US Labor Department Says 73% of Businesses Don't Telework. Really?

Guess what the Labor Department was doing when it conducted the survey.

The US Labor Department released a new survey this week which reports that 72.5% of business establishments said their employees teleworked “rarely or not at all” last year, a jump from the 60% who said so in a 2021 survey.

An establishment is defined in the government’s survey as a “business location,” with everything from a 500K SF office campus to a fast-food franchise counted as a single entity. The Labor Department says the 2022 non-teleworking benchmark is approaching the 76.7% pre-pandemic level.

According to the government survey, 21M more workers were on-site full time in 2022, compared to 2021. The survey said hybrid work decreased by 13% last year, with a significant drop in the financial sector, from 45% to 22%. However, the survey showed an increase in fully remote work to 11.1% in 2022, compared to 10.3% in 2021.

The survey also indicated that in what the Bureau of Labor Statistics still calls the information sector nearly 70% of the establishments have some or all employees working remotely; in the professional and business services sector it’s close to 50%.

The Wall Street Journal heralded the government survey with a Work-From-Home Era Ends for Millions banner, but WSJ also cited a new study by economists at Stanford and the University of Chicago that found that 28% of the days in February were work from home days, just a slight dip from the average of 30% throughout 2022—and more than five times the rate that prevailed before the pandemic.

So what kind of work strategy was the US Labor Department following while it conducted its survey heralding the beginning of the end of teleworking at business establishments across the nation, you ask?

We’ll pause for a moment as you picture a cubicle in a drab Eisenhower-era government office, the walls painted government green, the minute hand on a huge clock overhead noting every minute with a loud metallic click—let’s call it the Doomsday Clock—a clerk at a wooden desk wearing a pocket protector filled with ballpoint pens (the ones that always leak) and a clip-on bow tie, toiling from nine to five (with a 35-minute lunch break) under a framed portrait of Herbert Hoover, who invented the BLS’ SIC codes. (Okay, we made up the last part.)

Now—while we google the words “telework” and “US Labor Department”—take a look at that guy in his Bald Eagle feet pajamas reclining in a Naugahyde barcalounger munching from a bowl of popcorn and watching a Nationals spring training game on a 65-inch TV while glancing at email on an iPhone.

We’ve been transported to a Department of Labor (DOL) web page that heralds the Telework Success of the Office of the Assistant Secretary for Administration & Management, a.k.a. the department’s HR director.
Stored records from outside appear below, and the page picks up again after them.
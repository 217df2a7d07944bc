// services/farm-dash/src/ui/profile.rs
//
// Account card, usage counters and the profile image slot

use ratatui::{prelude::*, widgets::*};

use farmkit::profile_image::{ALLOWED_TYPES, MAX_IMAGE_BYTES};

use super::{colors, format_number, panel, stat_box};
use crate::state::DashboardState;

pub fn draw(frame: &mut Frame, area: Rect, state: &DashboardState) {
    let rows = Layout::default()
        .direction(Direction::Vertical)
        .constraints([Constraint::Length(5), Constraint::Min(8)])
        .split(area);

    draw_stats(frame, rows[0], state);

    let bottom = Layout::default()
        .direction(Direction::Horizontal)
        .constraints([Constraint::Percentage(55), Constraint::Percentage(45)])
        .split(rows[1]);

    draw_account(frame, bottom[0], state);
    draw_avatar(frame, bottom[1], state);
}

fn draw_stats(frame: &mut Frame, area: Rect, state: &DashboardState) {
    let stats = &state.user.stats;
    let chunks = Layout::default()
        .direction(Direction::Horizontal)
        .constraints([Constraint::Ratio(1, 4); 4])
        .split(area);

    stat_box(frame, chunks[0], "ÇİFTLİKLER", &stats.farms_managed.to_string(), "yönetilen", colors::TEAL);
    stat_box(
        frame,
        chunks[1],
        "GÖREVLER",
        &format_number(stats.actions_completed as f64),
        "tamamlanan",
        colors::SUCCESS,
    );
    stat_box(
        frame,
        chunks[2],
        "VERİ NOKTASI",
        &format_number(stats.data_points_collected as f64),
        "toplanan",
        colors::SEAFOAM,
    );
    stat_box(frame, chunks[3], "DEPOLAMA", &stats.storage_used, "kullanılan", colors::SAND);
}

fn draw_account(frame: &mut Frame, area: Rect, state: &DashboardState) {
    let user = &state.user;
    let row = |name: &'static str, value: String| {
        Line::from(vec![
            Span::styled(format!("{:<14}", name), Style::default().fg(colors::SILVER)),
            Span::styled(value, Style::default().fg(colors::WHITE)),
        ])
    };

    let lines = vec![
        Line::from(Span::styled(user.name.as_str(), Style::default().fg(colors::WHITE).bold())),
        Line::from(Span::styled(user.role.as_str(), Style::default().fg(colors::SEAFOAM).italic())),
        Line::from(""),
        row("E-posta", user.email.clone()),
        row("Telefon", user.phone.clone()),
        row("Kuruluş", user.organization.clone()),
        row("Üyelik", user.member_since.format("%d.%m.%Y").to_string()),
    ];

    frame.render_widget(
        Paragraph::new(lines)
            .wrap(Wrap { trim: true })
            .block(panel("HESAP")),
        area,
    );
}

fn draw_avatar(frame: &mut Frame, area: Rect, state: &DashboardState) {
    let image = &state.profile_image;

    let status = if image.is_uploading() {
        Span::styled("⏳ Yükleniyor...", Style::default().fg(colors::WARNING).bold())
    } else if image.is_default() {
        Span::styled("Varsayılan resim", Style::default().fg(colors::SILVER))
    } else {
        Span::styled("✓ Özel resim", Style::default().fg(colors::SUCCESS).bold())
    };

    let lines = vec![
        Line::from(status),
        Line::from(Span::styled(
            image.current(),
            Style::default().fg(colors::SILVER).add_modifier(Modifier::DIM),
        )),
        Line::from(""),
        Line::from(Span::styled(
            format!(
                "İzin verilen: {}  |  En fazla {} MB",
                ALLOWED_TYPES.join(", "),
                MAX_IMAGE_BYTES / (1024 * 1024)
            ),
            Style::default().fg(colors::SILVER),
        )),
    ];

    frame.render_widget(
        Paragraph::new(lines)
            .wrap(Wrap { trim: false })
            .block(panel("PROFİL RESMİ")),
        area,
    );
}
// services/farm-dash/src/events.rs
//
// Background tasks (login delay, image upload) and the events they send
// back to the draw loop

use std::sync::Arc;
use std::time::Duration;

use farmkit::profile_image::{upload_profile_image, ImageFile, ImageStore};
use tokio::sync::mpsc;
use tracing::{debug, warn};

#[derive(Debug)]
pub enum AppEvent {
    LoadingFinished,
    UploadFinished(farmkit::Result<String>),
}

/// Fires `LoadingFinished` once the splash delay has passed.
pub fn spawn_login_timer(tx: mpsc::UnboundedSender<AppEvent>, delay: Duration) {
    tokio::spawn(async move {
        tokio::time::sleep(delay).await;
        if tx.send(AppEvent::LoadingFinished).is_err() {
            debug!("login timer finished after the UI exited");
        }
    });
}

pub fn spawn_upload(tx: mpsc::UnboundedSender<AppEvent>, store: Arc<dyn ImageStore>, file: ImageFile) {
    tokio::spawn(async move {
        debug!("uploading {} via {}", file.name, store.name());
        let outcome = upload_profile_image(store.as_ref(), &file).await;
        if let Err(e) = &outcome {
            warn!("upload of {} failed: {}", file.name, e);
        }
        if tx.send(AppEvent::UploadFinished(outcome)).is_err() {
            debug!("upload finished after the UI exited");
        }
    });
}

#[cfg(test)]
mod tests {
    use super::*;
    use farmkit::profile_image::SimulatedImageStore;
    use farmkit::SystemClock;

    #[tokio::test(start_paused = true)]
    async fn test_login_timer_fires_after_delay() {
        let (tx, mut rx) = mpsc::unbounded_channel();
        spawn_login_timer(tx, Duration::from_secs(2));

        let started = tokio::time::Instant::now();
        let event = rx.recv().await.unwrap();

        assert!(matches!(event, AppEvent::LoadingFinished));
        assert!(started.elapsed() >= Duration::from_secs(2));
    }

    #[tokio::test(start_paused = true)]
    async fn test_upload_reports_back() {
        let (tx, mut rx) = mpsc::unbounded_channel();
        let store: Arc<dyn ImageStore> =
            Arc::new(SimulatedImageStore::new(Duration::from_secs(1), SystemClock));

        spawn_upload(tx, store, ImageFile::new("me.webp", "image/webp", 1_000));

        match rx.recv().await.unwrap() {
            AppEvent::UploadFinished(Ok(url)) => {
                assert!(url.starts_with("/images/profiles/user-"));
                assert!(url.ends_with(".webp"));
            }
            other => panic!("unexpected event {:?}", other),
        }
    }
}
// services/farm-dash/src/ui/login.rs
//
// Splash while the session starts, and the sign-in prompt

use chrono::Local;
use ratatui::{prelude::*, widgets::*};

use super::{centered_rect, colors};
use crate::state::DashboardState;

const SPINNER: [&str; 10] = ["⠋", "⠙", "⠹", "⠸", "⠼", "⠴", "⠦", "⠧", "⠇", "⠏"];

fn brand_block() -> Block<'static> {
    Block::default()
        .borders(Borders::ALL)
        .border_type(BorderType::Rounded)
        .border_style(Style::default().fg(colors::TEAL))
        .style(Style::default().bg(colors::BG_PANEL))
}

fn brand_lines() -> Vec<Line<'static>> {
    vec![
        Line::from(Span::styled(
            "🌊 DENİZ YOSUNU ÇİFTLİK İZLEME",
            Style::default().fg(colors::TEAL).bold(),
        )),
        Line::from(Span::styled(
            "Yapay zeka destekli akuakültür paneli",
            Style::default().fg(colors::SEAFOAM).italic(),
        )),
        Line::from(""),
    ]
}

pub fn draw_loading(frame: &mut Frame, area: Rect, _state: &DashboardState) {
    let frame_idx = (Local::now().timestamp_subsec_millis() / 100) as usize % SPINNER.len();

    let mut lines = brand_lines();
    lines.push(Line::from(vec![
        Span::styled(SPINNER[frame_idx], Style::default().fg(colors::SAND)),
        Span::styled(" Yükleniyor...", Style::default().fg(colors::WHITE)),
    ]));

    let popup = centered_rect(50, 7, area);
    frame.render_widget(Clear, popup);
    frame.render_widget(
        Paragraph::new(lines)
            .alignment(Alignment::Center)
            .block(brand_block()),
        popup,
    );
}

pub fn draw_login(frame: &mut Frame, area: Rect, state: &DashboardState) {
    let mut lines = brand_lines();
    lines.push(Line::from(vec![
        Span::styled("Kullanıcı: ", Style::default().fg(colors::SILVER)),
        Span::styled(state.user.name.as_str(), Style::default().fg(colors::WHITE).bold()),
    ]));
    lines.push(Line::from(Span::styled(
        state.user.email.as_str(),
        Style::default().fg(colors::SILVER).add_modifier(Modifier::DIM),
    )));
    lines.push(Line::from(""));
    lines.push(Line::from(vec![
        Span::styled(" ENTER ", Style::default().fg(colors::BG_DARK).bg(colors::TEAL).bold()),
        Span::styled(" Giriş yap   ", Style::default().fg(colors::WHITE)),
        Span::styled(" Q ", Style::default().fg(colors::BG_DARK).bg(colors::SILVER).bold()),
        Span::styled(" Çıkış", Style::default().fg(colors::WHITE)),
    ]));

    let popup = centered_rect(50, 10, area);
    frame.render_widget(Clear, popup);
    frame.render_widget(
        Paragraph::new(lines)
            .alignment(Alignment::Center)
            .block(brand_block().title(Span::styled(
                " GİRİŞ ",
                Style::default().fg(colors::WHITE).bg(colors::DEEP_TEAL).bold(),
            ))),
        popup,
    );
}
pub mod controllers;
pub mod models;
pub mod repositories;
pub mod services;

pub use models::{AccountKind, ConnectedAccount};
pub use repositories::AccountRepository;
pub use services::{Aggregator, GmailPayoutClient, PayoutMailbox, PayoutStatement, PosProvider, RistaClient};
pub mod models;
pub mod services;

pub use models::{PurchaseSummary, StockValuation};
pub use services::InventoryService;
The page informs us that “with more than 91% of DOL’s nationwide staff teleworking,” DOL has “ramped up its bandwidth.”

We’ll give DOL the benefit of the doubt that this page has been up on their website for more than two years, and we’re not singling them out amongst government agencies. The dirty little secret—and it’s not a secret—is that most of the federal government in Washington DC hasn’t returned to the office.

Teleworking by federal workers—the government doesn’t like to call it remote work—has crushed Washington’s office market and emptied buildings throughout DC’s downtown CBD.

DC Mayor Muriel Bowser earlier this month challenged President Biden to either order federal workers back to their offices or to vacate all of the office buildings under lease to the federal government so they can be targeted for office-to-residential conversions in DC.

The Feds are not the only level of government services adjusting work patterns to adapt to the shift to hybrid work.

NYC Mayor Eric Adams, who last year publicly scolded city workers—telling them they couldn’t “stay at home in your pajamas all day”—changed course and agreed to a new contract with the largest union representing municipal workers, a deal that sets up a program to allow non-essential city workers to adopt hybrid and remote work schedules.

According to Adams, NYC made this concession because the city can’t compete with hybrid work offers from the private sector. New York City has been having trouble filling positions and retaining workers in several major departments, including housing and social services, Adams said.